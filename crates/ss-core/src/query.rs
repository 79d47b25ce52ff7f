//! # Row Queries
//!
//! A backend-neutral description of a row read: table, filters, ordering,
//! limit, and many-to-one joins. Backends translate it into their own
//! dialect (PostgREST query strings, in-memory scans).

use serde_json::Value;
use std::fmt;

/// Tables exposed by the hosted backend.
#[derive(Debug, Clone, Copy, PartialEq, Eq, Hash, PartialOrd, Ord)]
pub enum Table {
    Users,
    Categories,
    Items,
    Outfits,
    Events,
    Boards,
    BoardItems,
}

impl Table {
    pub const ALL: [Table; 7] = [
        Table::Users,
        Table::Categories,
        Table::Items,
        Table::Outfits,
        Table::Events,
        Table::Boards,
        Table::BoardItems,
    ];

    pub fn as_str(&self) -> &'static str {
        match self {
            Table::Users => "users",
            Table::Categories => "categories",
            Table::Items => "items",
            Table::Outfits => "outfits",
            Table::Events => "events",
            Table::Boards => "boards",
            Table::BoardItems => "board_items",
        }
    }

    /// Singular name used in error messages.
    pub fn entity(&self) -> &'static str {
        match self {
            Table::Users => "User",
            Table::Categories => "Category",
            Table::Items => "Item",
            Table::Outfits => "Outfit",
            Table::Events => "Event",
            Table::Boards => "Board",
            Table::BoardItems => "Board item",
        }
    }
}

impl fmt::Display for Table {
    fn fmt(&self, f: &mut fmt::Formatter<'_>) -> fmt::Result {
        f.write_str(self.as_str())
    }
}

#[derive(Debug, Clone, PartialEq)]
pub enum Filter {
    Eq(String, Value),
    Gte(String, Value),
    In(String, Vec<Value>),
}

impl Filter {
    /// `user_id = owner`
    pub fn owned_by(owner: &str) -> Self {
        Filter::Eq("user_id".to_string(), Value::String(owner.to_string()))
    }

    pub fn column(&self) -> &str {
        match self {
            Filter::Eq(c, _) | Filter::Gte(c, _) | Filter::In(c, _) => c,
        }
    }
}

#[derive(Debug, Clone, PartialEq, Eq)]
pub struct Order {
    pub column: String,
    pub ascending: bool,
}

/// A many-to-one expansion: `row[local_key]` points at `table.id`, and the
/// matched row is attached to the result under `alias`.
#[derive(Debug, Clone, PartialEq, Eq)]
pub struct Join {
    pub alias: &'static str,
    pub table: Table,
    pub local_key: &'static str,
    /// Columns to keep from the joined row; empty means all.
    pub columns: Vec<&'static str>,
}

impl Join {
    pub fn new(alias: &'static str, table: Table, local_key: &'static str) -> Self {
        Self { alias, table, local_key, columns: Vec::new() }
    }

    pub fn columns(mut self, columns: &[&'static str]) -> Self {
        self.columns = columns.to_vec();
        self
    }

    /// `item.category_id → categories`
    pub fn item_category() -> Self {
        Self::new("category", Table::Categories, "category_id")
    }

    /// `event.outfit_id → outfits`
    pub fn event_outfit() -> Self {
        Self::new("outfit", Table::Outfits, "outfit_id")
    }

    /// `board.user_id → users (full_name, avatar_url)`
    pub fn board_owner() -> Self {
        Self::new("user", Table::Users, "user_id").columns(&["full_name", "avatar_url"])
    }
}

#[derive(Debug, Clone, PartialEq)]
pub struct Query {
    pub table: Table,
    pub filters: Vec<Filter>,
    pub order: Option<Order>,
    pub limit: Option<usize>,
    pub joins: Vec<Join>,
}

impl Query {
    pub fn from(table: Table) -> Self {
        Self { table, filters: Vec::new(), order: None, limit: None, joins: Vec::new() }
    }

    pub fn eq(mut self, column: &str, value: impl Into<Value>) -> Self {
        self.filters.push(Filter::Eq(column.to_string(), value.into()));
        self
    }

    pub fn gte(mut self, column: &str, value: impl Into<Value>) -> Self {
        self.filters.push(Filter::Gte(column.to_string(), value.into()));
        self
    }

    pub fn is_in<V: Into<Value>>(mut self, column: &str, values: impl IntoIterator<Item = V>) -> Self {
        let values = values.into_iter().map(Into::into).collect();
        self.filters.push(Filter::In(column.to_string(), values));
        self
    }

    pub fn order_asc(mut self, column: &str) -> Self {
        self.order = Some(Order { column: column.to_string(), ascending: true });
        self
    }

    pub fn order_desc(mut self, column: &str) -> Self {
        self.order = Some(Order { column: column.to_string(), ascending: false });
        self
    }

    pub fn limit(mut self, limit: usize) -> Self {
        self.limit = Some(limit);
        self
    }

    pub fn join(mut self, join: Join) -> Self {
        self.joins.push(join);
        self
    }

    pub fn joins(mut self, joins: &[Join]) -> Self {
        self.joins.extend(joins.iter().cloned());
        self
    }
}
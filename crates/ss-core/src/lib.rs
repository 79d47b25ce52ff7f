//! stylesync/crates/ss-core/src/lib.rs
//!
//! Domain models, query model, and port definitions for StyleSync.

pub mod error;
pub mod models;
pub mod query;
pub mod traits;

// Re-exporting for easier access in other crates
pub use error::*;
pub use models::*;
pub use query::*;
pub use traits::*;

» WORK REQUEST: Leaving no line out, return the data above verbatim.

» REPLY:
filename crates/ss-core/src/query.rs
repository 79d47b25ce52ff7f
//! # Row Queries
//!
//! A backend-neutral description of a row read: table, filters, ordering,
//! limit, and many-to-one joins. Backends translate it into their own
//! dialect (PostgREST query strings, in-memory scans).

use serde_json::Value;
use std::fmt;

/// Tables exposed by the hosted backend.
#[derive(Debug, Clone, Copy, PartialEq, Eq, Hash, PartialOrd, Ord)]
pub enum Table {
    Users,
    Categories,
    Items,
    Outfits,
    Events,
    Boards,
    BoardItems,
}

impl Table {
    pub const ALL: [Table; 7] = [
        Table::Users,
        Table::Categories,
        Table::Items,
        Table::Outfits,
        Table::Events,
        Table::Boards,
        Table::BoardItems,
    ];

    pub fn as_str(&self) -> &'static str {
        match self {
            Table::Users => "users",
            Table::Categories => "categories",
            Table::Items => "items",
            Table::Outfits => "outfits",
            Table::Events => "events",
            Table::Boards => "boards",
            Table::BoardItems => "board_items",
        }
    }

    /// Singular name used in error messages.
    pub fn entity(&self) -> &'static str {
        match self {
            Table::Users => "User",
            Table::Categories => "Category",
            Table::Items => "Item",
            Table::Outfits => "Outfit",
            Table::Events => "Event",
            Table::Boards => "Board",
            Table::BoardItems => "Board item",
        }
    }
}

impl fmt::Display for Table {
    fn fmt(&self, f: &mut fmt::Formatter<'_>) -> fmt::Result {
        f.write_str(self.as_str())
    }
}

#[derive(Debug, Clone, PartialEq)]
pub enum Filter {
    Eq(String, Value),
    Gte(String, Value),
    In(String, Vec<Value>),
}

impl Filter {
    /// `user_id = owner`
    pub fn owned_by(owner: &str) -> Self {
        Filter::Eq("user_id".to_string(), Value::String(owner.to_string()))
    }

    pub fn column(&self) -> &str {
        match self {
            Filter::Eq(c, _) | Filter::Gte(c, _) | Filter::In(c, _) => c,
        }
    }
}

#[derive(Debug, Clone, PartialEq, Eq)]
pub struct Order {
    pub column: String,
    pub ascending: bool,
}

/// A many-to-one expansion: `row[local_key]` points at `table.id`, and the
/// matched row is attached to the result under `alias`.
#[derive(Debug, Clone, PartialEq, Eq)]
pub struct Join {
    pub alias: &'static str,
    pub table: Table,
    pub local_key: &'static str,
    /// Columns to keep from the joined row; empty means all.
    pub columns: Vec<&'static str>,
}

impl Join {
    pub fn new(alias: &'static str, table: Table, local_key: &'static str) -> Self {
        Self { alias, table, local_key, columns: Vec::new() }
    }

    pub fn columns(mut self, columns: &[&'static str]) -> Self {
        self.columns = columns.to_vec();
        self
    }

    /// `item.category_id → categories`
    pub fn item_category() -> Self {
        Self::new("category", Table::Categories, "category_id")
    }

    /// `event.outfit_id → outfits`
    pub fn event_outfit() -> Self {
        Self::new("outfit", Table::Outfits, "outfit_id")
    }

    /// `board.user_id → users (full_name, avatar_url)`
    pub fn board_owner() -> Self {
        Self::new("user", Table::Users, "user_id").columns(&["full_name", "avatar_url"])
    }
}

#[derive(Debug, Clone, PartialEq)]
pub struct Query {
    pub table: Table,
    pub filters: Vec<Filter>,
    pub order: Option<Order>,
    pub limit: Option<usize>,
    pub joins: Vec<Join>,
}

impl Query {
    pub fn from(table: Table) -> Self {
        Self { table, filters: Vec::new(), order: None, limit: None, joins: Vec::new() }
    }

    pub fn eq(mut self, column: &str, value: impl Into<Value>) -> Self {
        self.filters.push(Filter::Eq(column.to_string(), value.into()));
        self
    }

    pub fn gte(mut self, column: &str, value: impl Into<Value>) -> Self {
        self.filters.push(Filter::Gte(column.to_string(), value.into()));
        self
    }

    pub fn is_in<V: Into<Value>>(mut self, column: &str, values: impl IntoIterator<Item = V>) -> Self {
        let values = values.into_iter().map(Into::into).collect();
        self.filters.push(Filter::In(column.to_string(), values));
        self
    }

    pub fn order_asc(mut self, column: &str) -> Self {
        self.order = Some(Order { column: column.to_string(), ascending: true });
        self
    }

    pub fn order_desc(mut self, column: &str) -> Self {
        self.order = Some(Order { column: column.to_string(), ascending: false });
        self
    }

    pub fn limit(mut self, limit: usize) -> Self {
        self.limit = Some(limit);
        self
    }

    pub fn join(mut self, join: Join) -> Self {
        self.joins.push(join);
        self
    }

    pub fn joins(mut self, joins: &[Join]) -> Self {
        self.joins.extend(joins.iter().cloned());
        self
    }
}
filename crates/ss-core/src/lib.rs
repository 79d47b25ce52ff7f
//! stylesync/crates/ss-core/src/lib.rs
//!
//! Domain models, query model, and port definitions for StyleSync.

pub mod error;
pub mod models;
pub mod query;
pub mod traits;

// Re-exporting for easier access in other crates
pub use error::*;
pub use models::*;
pub use query::*;
pub use traits::*;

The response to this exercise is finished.